Compared to road freight, rail is underperforming woefully and losing market share just about everywhere
- John Anderson, National Transport Research Organisation
Former Deputy Prime Minister and National Transport Research Organisation board director, John Anderson, said many previous funding and management efficiency efforts aimed at boosting the national rail network's capacity were hamstrung by outdated regulatory systems, policies and workplace habits.
"Compared to road freight, rail is underperforming woefully and losing market share just about everywhere except on the Nullarbor," he said.
"Past governments have allocated serious money to encourage freight off our roads, but unlike the national highway network, rail freight services are still hampered by state differences, and safety, signalling and regulatory restrictions, which discourage their use and further investment.
"Rail has had its hands tied behind its back."
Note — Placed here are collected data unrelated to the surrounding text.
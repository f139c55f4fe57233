//! Synthetic weight files and fake pipes for unit tests.

use std::fmt::Write;
use std::thread;
use std::time::Duration;

use sente_core::NUM_INTERSECTIONS;

use crate::error::PipeError;
use crate::features::INPUT_CHANNELS;
use crate::pipe::{self, CpuPipe, ForwardPipe};
use crate::weights::{ConvBlock, FORMAT_VERSION, ResidualBlock, VALUE_HIDDEN, WeightSet};

/// Deterministic generator of a well-formed weight file.
pub struct WeightFile {
    pub channels: usize,
    pub blocks: usize,
    pub version: u32,
    /// Squeeze-excitation width; 0 writes empty SE lines.
    pub se_outputs: usize,
    pub seed: u32,
}

impl WeightFile {
    pub fn new(channels: usize, blocks: usize) -> WeightFile {
        WeightFile {
            channels,
            blocks,
            version: FORMAT_VERSION,
            se_outputs: 0,
            seed: 12345,
        }
    }

    pub fn render(&self) -> String {
        let c = self.channels;
        let mut rng = self.seed;
        let mut out = format!("{}\n", self.version);
        let mut line = |out: &mut String, n: usize, center: f32, spread: f32| {
            let mut first = true;
            for _ in 0..n {
                rng = rng.wrapping_mul(1_664_525).wrapping_add(1_013_904_223);
                let unit = (rng >> 8) as f32 / (1u32 << 24) as f32 * 2.0 - 1.0;
                if !first {
                    out.push(' ');
                }
                first = false;
                let _ = write!(out, "{:.4}", center + spread * unit);
            }
            out.push('\n');
        };
        let bn = |out: &mut String, line: &mut dyn FnMut(&mut String, usize, f32, f32), n: usize| {
            line(out, n, 1.0, 0.1); // gammas
            line(out, n, 0.0, 0.05); // betas
            line(out, n, 0.0, 0.05); // means
            line(out, n, 1.0, 0.4); // variances
        };

        line(&mut out, c * INPUT_CHANNELS * 9, 0.0, 0.2);
        bn(&mut out, &mut line, c);
        line(&mut out, c, 0.25, 0.05);

        for _ in 0..self.blocks {
            line(&mut out, c * c * 9, 0.0, 0.2);
            bn(&mut out, &mut line, c);
            line(&mut out, c, 0.25, 0.05);
            line(&mut out, c * c * 9, 0.0, 0.2);
            bn(&mut out, &mut line, c);
            let k = self.se_outputs;
            line(&mut out, k * c, 0.0, 0.3);
            line(&mut out, k, 0.0, 0.1);
            line(&mut out, k * c, 0.0, 0.3);
            line(&mut out, if k > 0 { c } else { 0 }, 0.0, 0.1);
            line(&mut out, c, 0.25, 0.05);
        }

        // policy head
        line(&mut out, 2 * c, 0.0, 0.5);
        line(&mut out, 2, 0.0, 0.1);
        line(&mut out, 2, 0.0, 0.05);
        line(&mut out, 2, 1.0, 0.4);
        line(&mut out, 2, 0.25, 0.05);
        line(&mut out, 2 * NUM_INTERSECTIONS * (NUM_INTERSECTIONS + 1), 0.0, 0.1);
        line(&mut out, NUM_INTERSECTIONS + 1, 0.0, 0.1);
        // value head
        line(&mut out, c, 0.0, 0.5);
        line(&mut out, 1, 0.0, 0.1);
        line(&mut out, 1, 0.0, 0.05);
        line(&mut out, 1, 1.0, 0.4);
        line(&mut out, 1, 0.25, 0.05);
        line(&mut out, NUM_INTERSECTIONS * VALUE_HIDDEN, 0.0, 0.05);
        line(&mut out, VALUE_HIDDEN, 0.0, 0.05);
        line(&mut out, VALUE_HIDDEN, 0.0, 0.1);
        line(&mut out, 1, 0.0, 0.1);
        out
    }
}

/// Load `weights` into `pipe`, panicking on failure.
pub fn load_pipe(mut pipe: Box<dyn ForwardPipe>, weights: &WeightSet) -> Box<dyn ForwardPipe> {
    pipe::load(pipe.as_mut(), weights).unwrap();
    pipe
}

/// Accepts any weights; every forward pass sleeps, then outputs zeros.
pub struct SlowPipe {
    delay: Duration,
}

impl SlowPipe {
    pub fn new(delay: Duration) -> SlowPipe {
        SlowPipe { delay }
    }
}

impl ForwardPipe for SlowPipe {
    fn name(&self) -> &str {
        "slow"
    }

    fn initialize(&mut self, _channels: usize) -> Result<(), PipeError> {
        Ok(())
    }

    fn push_input_convolution(&mut self, _: usize, _: usize, _: usize, _: &ConvBlock) -> Result<(), PipeError> {
        Ok(())
    }

    fn push_residual(&mut self, _: usize, _: usize, _: usize, _: &ResidualBlock) -> Result<(), PipeError> {
        Ok(())
    }

    fn push_convolve(&mut self, _: usize, _: usize, _: usize, _: &[f32]) -> Result<(), PipeError> {
        Ok(())
    }

    fn forward(&self, _input: &[f32], policy: &mut [f32], value: &mut [f32]) {
        thread::sleep(self.delay);
        policy.fill(0.0);
        value.fill(0.0);
    }
}

/// CPU pipe whose raw outputs are shifted by a constant, imitating a
/// backend that computes wrong results.
pub struct BiasedPipe {
    inner: CpuPipe,
    bias: f32,
}

impl BiasedPipe {
    pub fn new(bias: f32) -> BiasedPipe {
        BiasedPipe {
            inner: CpuPipe::new(),
            bias,
        }
    }
}

impl ForwardPipe for BiasedPipe {
    fn name(&self) -> &str {
        "biased"
    }

    fn initialize(&mut self, channels: usize) -> Result<(), PipeError> {
        self.inner.initialize(channels)
    }

    fn push_input_convolution(
        &mut self,
        tile_size: usize,
        inputs: usize,
        outputs: usize,
        conv: &ConvBlock,
    ) -> Result<(), PipeError> {
        self.inner.push_input_convolution(tile_size, inputs, outputs, conv)
    }

    fn push_residual(
        &mut self,
        tile_size: usize,
        channels: usize,
        se_fc_outputs: usize,
        block: &ResidualBlock,
    ) -> Result<(), PipeError> {
        self.inner.push_residual(tile_size, channels, se_fc_outputs, block)
    }

    fn push_convolve(&mut self, kernel_size: usize, inputs: usize, outputs: usize, weights: &[f32]) -> Result<(), PipeError> {
        self.inner.push_convolve(kernel_size, inputs, outputs, weights)
    }

    fn forward(&self, input: &[f32], policy: &mut [f32], value: &mut [f32]) {
        self.inner.forward(input, policy, value);
        for x in policy.iter_mut().chain(value.iter_mut()) {
            *x += self.bias;
        }
    }
}
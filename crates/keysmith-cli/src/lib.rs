// ABOUTME: Library half of the keysmith CLI
// ABOUTME: Exposes config loading and command implementations for the binary

pub mod commands;
pub mod config;

pub use commands::GenerateOptions;
pub use config::Config;
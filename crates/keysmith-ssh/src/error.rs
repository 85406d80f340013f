// ABOUTME: Error types for key generation, persistence, and fingerprinting.
// ABOUTME: Path-carrying I/O variants plus a coarse ErrorKind for front ends.

use std::path::PathBuf;
use thiserror::Error;

use crate::algorithm::KeyAlgorithm;

/// Errors that can occur while generating, writing, or fingerprinting keys.
#[derive(Error, Debug)]
pub enum KeygenError {
    /// The requested key type is not one of rsa, ed25519, ecdsa.
    #[error("unsupported key type: '{0}'")]
    UnsupportedAlgorithm(String),

    /// The requested bit length has no parameter set for this algorithm.
    #[error("unsupported key size for {algorithm}: {bits} bits")]
    UnsupportedKeySize { algorithm: KeyAlgorithm, bits: u32 },

    /// The underlying primitive or the entropy source failed.
    #[error("failed to generate key: {0}")]
    GenerationFailed(String),

    /// Failed to encode the private key as PKCS8.
    #[error("failed to serialize private key: {0}")]
    SerializeKey(#[source] pkcs8::Error),

    /// Failed to encode the public key in OpenSSH format.
    #[error("failed to encode public key: {0}")]
    EncodePublicKey(#[source] ssh_key::Error),

    /// Failed to create the output directory.
    #[error("failed to create directory {path}: {source}")]
    CreateDirectory {
        path: PathBuf,
        #[source]
        source: std::io::Error,
    },

    /// Failed to write a key file to disk.
    #[error("failed to write key to {path}: {source}")]
    WriteKey {
        path: PathBuf,
        #[source]
        source: std::io::Error,
    },

    /// Failed to restrict permissions on the private key file.
    #[error("failed to set permissions on {path}: {source}")]
    SetPermissions {
        path: PathBuf,
        #[source]
        source: std::io::Error,
    },

    /// Failed to read a public key file.
    #[error("failed to read public key from {path}: {source}")]
    ReadKey {
        path: PathBuf,
        #[source]
        source: std::io::Error,
    },

    /// The public key file is not `<type> <base64> [comment]`.
    #[error("invalid public key format in {path}: {reason}")]
    InvalidPublicKeyFormat { path: PathBuf, reason: String },

    /// An in-memory public key line is not `<type> <base64> [comment]`.
    #[error("invalid public key format: {reason}")]
    InvalidPublicKeyLine { reason: String },
}

/// Coarse classification of [`KeygenError`] for user-facing messages.
#[derive(Debug, Clone, Copy, PartialEq, Eq)]
pub enum ErrorKind {
    UnsupportedAlgorithm,
    UnsupportedKeySize,
    GenerationFailed,
    Io,
    InvalidPublicKeyFormat,
}

impl KeygenError {
    /// Which class of failure this is.
    pub fn kind(&self) -> ErrorKind {
        match self {
            KeygenError::UnsupportedAlgorithm(_) => ErrorKind::UnsupportedAlgorithm,
            KeygenError::UnsupportedKeySize { .. } => ErrorKind::UnsupportedKeySize,
            KeygenError::GenerationFailed(_)
            | KeygenError::SerializeKey(_)
            | KeygenError::EncodePublicKey(_) => ErrorKind::GenerationFailed,
            KeygenError::CreateDirectory { .. }
            | KeygenError::WriteKey { .. }
            | KeygenError::SetPermissions { .. }
            | KeygenError::ReadKey { .. } => ErrorKind::Io,
            KeygenError::InvalidPublicKeyFormat { .. }
            | KeygenError::InvalidPublicKeyLine { .. } => ErrorKind::InvalidPublicKeyFormat,
        }
    }
}

/// Result type alias using KeygenError.
pub type Result<T> = std::result::Result<T, KeygenError>;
Key report recommendations included establishing a single national regulator to standardise rail freight requirements, cutting government red tape, plus other initiatives to improve rail reliability.
Its list of "reliability and resilience" priorities included developing key intermodal terminals to support the Inland Rail project, introducing automated train scheduling systems across the intermodal freight network and improving the rail network's capacity to cope with extreme weather events.
Washed away
In late 2022 heavy rain closed the NSW line west and south of Parkes for almost 100 days after causing multiple washouts and $37m in freight diversion costs and repairs along 150 kilometres of track.
In Victoria, at the same time, rain caused a derailment and a week-long line closure near Inverleigh costing $16m.
In response to the report the rail industry has launched its own Future of Freight campaign to advocate how the sector could handle more of Australia's freight burden, if given the chance.
It would draw on the comprehensive research which involved input from peak industry bodies, the Australasian Railway Association and the Freight on Rail Group.
The research was also backed by the federal Department of Infrastructure, Transport and Regional Development.
Freight on Rail Group chairman and Aurizon managing director, Andrew Harding, said boosting rail freight on key interstate routes should be a priority for governments and the rail industry.
He noted how the pandemic illustrated the essential role of robust supply chains.
Aside from potential economic efficiency gains, he said rail freight was up to 16 times less carbon intensive than road freight.
However, the rail freight sector's big repair plans have clashed with the federal government's November decision to overhaul its $120b infrastructure spending pipeline.
Untimely cost cuts
It culled Commonwealth funding for 50 proposed road and rail projects, including funds destined for Inland Rail intermodal and inland port investment.
Canberra blamed about $33b in cost blowouts linked to worker shortages, supply chain constraints and high inflation, prompting it to divert $7b of its infrastructure spend to existing projects already underway.
Mr Anderson was particularly worried the vital Inland Rail project, already frustrated by cost blowouts, regulatory restraints and political sideswipes, would again fall victim of more delays, or simply be abandoned.
Worse, the huge taxpayer investment in a high quality north-south freight infrastructure pathway may be completed, then sit wasted because governments refused to make regulatory reforms and give appropriate network support.
"If we don't see some table thumping and an absolute commitment to reform from government ministers and others, Inland Rail will be a white elephant," he said.
"Business will certainly use a national rail network that works seamlessly and has effective intermodal ports and related service efficiencies supporting it.
"There are huge productivity and greenhouse reduction gains to be made in the freight sector if we make these common sense reforms.
"This is low hanging fruit to be seized."